### PROBLEM DESCRIPTION
Print the records below from the first line through the line containing "use tracing_subscriber::Layer;", both included, word for word.

━━ RECORDS PROVIDED

//! Test capture mode for deterministic logging assertions
//!
//! Installs a global subscriber that records every event in memory so
//! tests can assert on operation boundaries and their fields.

use crate::schema::{FIELD_COMPONENT, FIELD_EVENT, FIELD_OP};
use std::collections::HashMap;
use std::sync::{Arc, Mutex, OnceLock};
use tracing::field::{Field, Visit};
use tracing::{Level, Subscriber};
use tracing_subscriber::layer::{Context, SubscriberExt};
use tracing_subscriber::registry::LookupSpan;
use tracing_subscriber::util::SubscriberInitExt;
use tracing_subscriber::Layer;

/// A captured log event with all its fields
#[derive(Clone, Debug)]
pub struct CapturedEvent {
    pub level: Level,
    pub component: Option<String>,
    pub op: Option<String>,
    pub event: Option<String>,
    pub fields: HashMap<String, String>,
}

#[derive(Default)]
struct FieldVisitor {
    fields: HashMap<String, String>,
}

impl Visit for FieldVisitor {
    fn record_debug(&mut self, field: &Field, value: &dyn std::fmt::Debug) {
        self.fields
            .insert(field.name().to_string(), format!("{:?}", value));
    }

    fn record_str(&mut self, field: &Field, value: &str) {
        self.fields
            .insert(field.name().to_string(), value.to_string());
    }

    fn record_i64(&mut self, field: &Field, value: i64) {
        self.fields
            .insert(field.name().to_string(), value.to_string());
    }

    fn record_u64(&mut self, field: &Field, value: u64) {
        self.fields
            .insert(field.name().to_string(), value.to_string());
    }
}

/// Layer that appends every event to a shared buffer
pub struct TestCaptureLayer {
    events: Arc<Mutex<Vec<CapturedEvent>>>,
}

impl TestCaptureLayer {
    pub fn new() -> (Self, TestCapture) {
        let events = Arc::new(Mutex::new(Vec::new()));
        let layer = Self {
            events: events.clone(),
        };
        (layer, TestCapture { events })
    }
}

impl<S> Layer<S> for TestCaptureLayer
where
    S: Subscriber + for<'a> LookupSpan<'a>,
{
    fn on_event(&self, event: &tracing::Event<'_>, _ctx: Context<'_, S>) {
        let mut visitor = FieldVisitor::default();
        event.record(&mut visitor);

        let captured = CapturedEvent {
            level: *event.metadata().level(),
            component: visitor.fields.get(FIELD_COMPONENT).cloned(),
            op: visitor.fields.get(FIELD_OP).cloned(),
            event: visitor.fields.get(FIELD_EVENT).cloned(),
            fields: visitor.fields,
        };

        self.events
            .lock()
            .map(|mut events| events.push(captured))
            .ok();
    }
}

/// Handle for accessing captured events in tests
#[derive(Clone)]
pub struct TestCapture {
    events: Arc<Mutex<Vec<CapturedEvent>>>,
}

impl TestCapture {
    pub fn events(&self) -> Vec<CapturedEvent> {
        self.events.lock().map(|e| e.clone()).unwrap_or_default()
    }

    /// Events recorded for one operation, in emission order
    pub fn events_for_op(&self, op: &str) -> Vec<CapturedEvent> {
        self.events()
            .into_iter()
            .filter(|e| e.op.as_deref() == Some(op))
            .collect()
    }

    /// Assert that an event exists with the given operation and event type
    ///
    /// # Panics
    ///
    /// Panics if the event is not found
    pub fn assert_event_exists(&self, op: &str, event: &str) {
        let events = self.events();
        let found = events
            .iter()
            .any(|e| e.op.as_deref() == Some(op) && e.event.as_deref() == Some(event));
        assert!(
            found,
            "Expected event op={} event={} not found in {} captured events",
            op,
            event,
            events.len()
        );
    }

    pub fn clear(&self) {
        self.events.lock().map(|mut e| e.clear()).ok();
    }
}

static GLOBAL_CAPTURE: OnceLock<TestCapture> = OnceLock::new();

/// Initialize test capture mode
///
/// Returns a handle to the process-wide capture buffer. Tests share it, so
/// filter by a unique op name rather than clearing.
///
/// # Example
///
/// ```
/// use roster_core::logging_facility::test_capture::init_test_capture;
/// use roster_core::log_op_start;
///
/// let capture = init_test_capture();
/// log_op_start!("doc_example_op");
/// capture.assert_event_exists("doc_example_op", "start");
/// ```
pub fn init_test_capture() -> TestCapture {
    GLOBAL_CAPTURE
        .get_or_init(|| {
            let (layer, capture) = TestCaptureLayer::new();
            tracing_subscriber::registry().with(layer).init();
            capture
        })
        .clone()
}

━━━━

### SOLUTION
//! Test capture mode for deterministic logging assertions
//!
//! Installs a global subscriber that records every event in memory so
//! tests can assert on operation boundaries and their fields.

use crate::schema::{FIELD_COMPONENT, FIELD_EVENT, FIELD_OP};
use std::collections::HashMap;
use std::sync::{Arc, Mutex, OnceLock};
use tracing::field::{Field, Visit};
use tracing::{Level, Subscriber};
use tracing_subscriber::layer::{Context, SubscriberExt};
use tracing_subscriber::registry::LookupSpan;
use tracing_subscriber::util::SubscriberInitExt;
use tracing_subscriber::Layer;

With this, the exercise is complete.